Collin Wilkins

Posted on Jun 1 • Originally published at collinwilkins.com

What Is an AI Agent Harness?

#productivity #ai #programming #devtools

This is for people trying to understand the infrastructure around large language models: Claude Code, Codex, Cursor, LangGraph, MCP servers, repo instructions, permissions, hooks, and all the agent plumbing that has popped up.

The short answer:

The model is the brain. The harness is the operating environment that makes the brain useful.

Or shorter:

Models generate answers. Harnesses generate trust.

Start with the agent

At the simplest level, an AI agent is a model inside a loop:

You give it a task
The model thinks about what to do
It answers or calls a tool
The tool does something
The result goes back to the model
The loop repeats until the task is done

That loop can be a few dozen lines of code or a whole product with permissions, memory, tools, logs, tests, and UI around it. The loop is the seed. The harness is what makes it safe and useful in real work.

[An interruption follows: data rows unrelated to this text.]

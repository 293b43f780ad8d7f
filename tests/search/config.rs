//! Custom delimiters, weights and node budgets.

use crate::common::{make_index, names};
use namesift::{Error, Id, ScoringWeights, SearchConfig, SearchIndex, MAX_WEIGHT};
use std::io::Write;
use tempfile::NamedTempFile;

fn index_with(json: &str, hierarchies: &[&[&str]]) -> SearchIndex {
    let config = SearchConfig::from_json(json).unwrap();
    let mut index = SearchIndex::with_config(config).unwrap();
    for (i, hierarchy) in hierarchies.iter().copied().enumerate() {
        index.insert(hierarchy, Id(i as u32));
    }
    index
}

#[test]
fn test_dotted_names() {
    let index = index_with(
        r#"{"delimiter": "."}"#,
        &[&["java", "util", "List"], &["java", "util", "Map"]],
    );

    assert!(index.get_node("java.util.List").is_some());
    assert_eq!(index.get_node("java::util::List"), None);

    let matches = index.run_fuzzy_search_and_get_matches("ju.L");
    assert_eq!(matches[0].full_name, "java.util.List");
    assert_eq!(matches[0].indices, vec![0, 5, 9, 10]);
}

#[test]
fn test_gap_penalty_override() {
    let index = index_with(
        r#"{"weights": {"gapPenalty": 0}}"#,
        &[&["foo_Bar"], &["fBar"]],
    );
    let matches = index.run_fuzzy_search_and_get_matches("fb");

    // Gaps are free, so both tie and the name decides
    assert_eq!(names(&matches), vec!["fBar", "foo_Bar"]);
    assert!(matches.iter().all(|m| m.weight == -1));
}

#[test]
fn test_node_budget_truncates() {
    let unbounded = make_index(&["foo::bar", "foo::baz", "qux"]);
    assert_eq!(unbounded.run_fuzzy_search("fb").len(), 2);

    let tight = index_with(
        r#"{"maxVisitedNodes": 1}"#,
        &[&["foo", "bar"], &["foo", "baz"], &["qux"]],
    );
    assert!(tight.run_fuzzy_search("fb").is_empty());

    let enough = index_with(
        r#"{"maxVisitedNodes": 3}"#,
        &[&["foo", "bar"], &["foo", "baz"], &["qux"]],
    );
    assert_eq!(enough.run_fuzzy_search("fb").len(), 2);
}

#[test]
fn test_invalid_configs_are_rejected() {
    assert!(matches!(
        SearchConfig::from_json(r#"{"delimiter": ""}"#),
        Err(Error::EmptyDelimiter)
    ));
    assert!(matches!(
        SearchConfig::from_json(r#"{"weights": {"unmatchedCharPenalty": 0}}"#),
        Err(Error::InvalidWeights(_))
    ));
    assert!(matches!(
        SearchConfig::from_json("{not json"),
        Err(Error::Json(_))
    ));
}

#[test]
fn test_config_from_file() {
    let mut file = NamedTempFile::new().unwrap();
    file.write_all(br#"{"delimiter": "/", "maxVisitedNodes": 100}"#)
        .unwrap();

    let config = SearchConfig::from_file(file.path()).unwrap();
    assert_eq!(config.delimiter, "/");
    assert_eq!(config.max_visited_nodes, Some(100));
    assert_eq!(config.weights, Default::default());

    assert!(matches!(
        SearchConfig::from_file("/nonexistent/namesift.json"),
        Err(Error::Io { .. })
    ));
}

#[test]
fn test_oversized_weights_are_rejected() {
    assert!(matches!(
        SearchConfig::from_json(r#"{"weights": {"gapPenalty": 9223372036854775807}}"#),
        Err(Error::InvalidWeights(_))
    ));

    let config = SearchConfig {
        weights: ScoringWeights {
            unmatched_char_penalty: MAX_WEIGHT + 1,
            ..ScoringWeights::default()
        },
        ..SearchConfig::default()
    };
    assert!(SearchIndex::with_config(config).is_err());
}

#[test]
fn test_largest_weights_still_search() {
    let json = format!(
        r#"{{"weights": {{"gapPenalty": {max}, "caseMismatchPenalty": {max}, "unmatchedCharPenalty": {max}, "scopeSkipPenalty": {max}}}}}"#,
        max = MAX_WEIGHT
    );
    let index = index_with(&json, &[&["a"], &["a", "foobar"]]);

    let matches = index.run_fuzzy_search_and_get_matches("fR");
    assert_eq!(matches.len(), 1);
    assert_eq!(matches[0].full_name, "a::foobar");
    assert!(matches[0].weight > 0);
}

Same model, different results

The easiest mistake with agents is blaming the model for everything. Sometimes the model really is the problem but it often isn't.

The same model and task can produce different output because agents are probabilistic plus the environment changes what the model sees, what it can do, how it gets checked, and when it is allowed to stop.

One setup produces a clean pull request, runs the tests, catches the edge case, and leaves a useful summary.

While another edits the wrong file, forgets the project conventions, says "done" without verification, and hands you a pile of slop.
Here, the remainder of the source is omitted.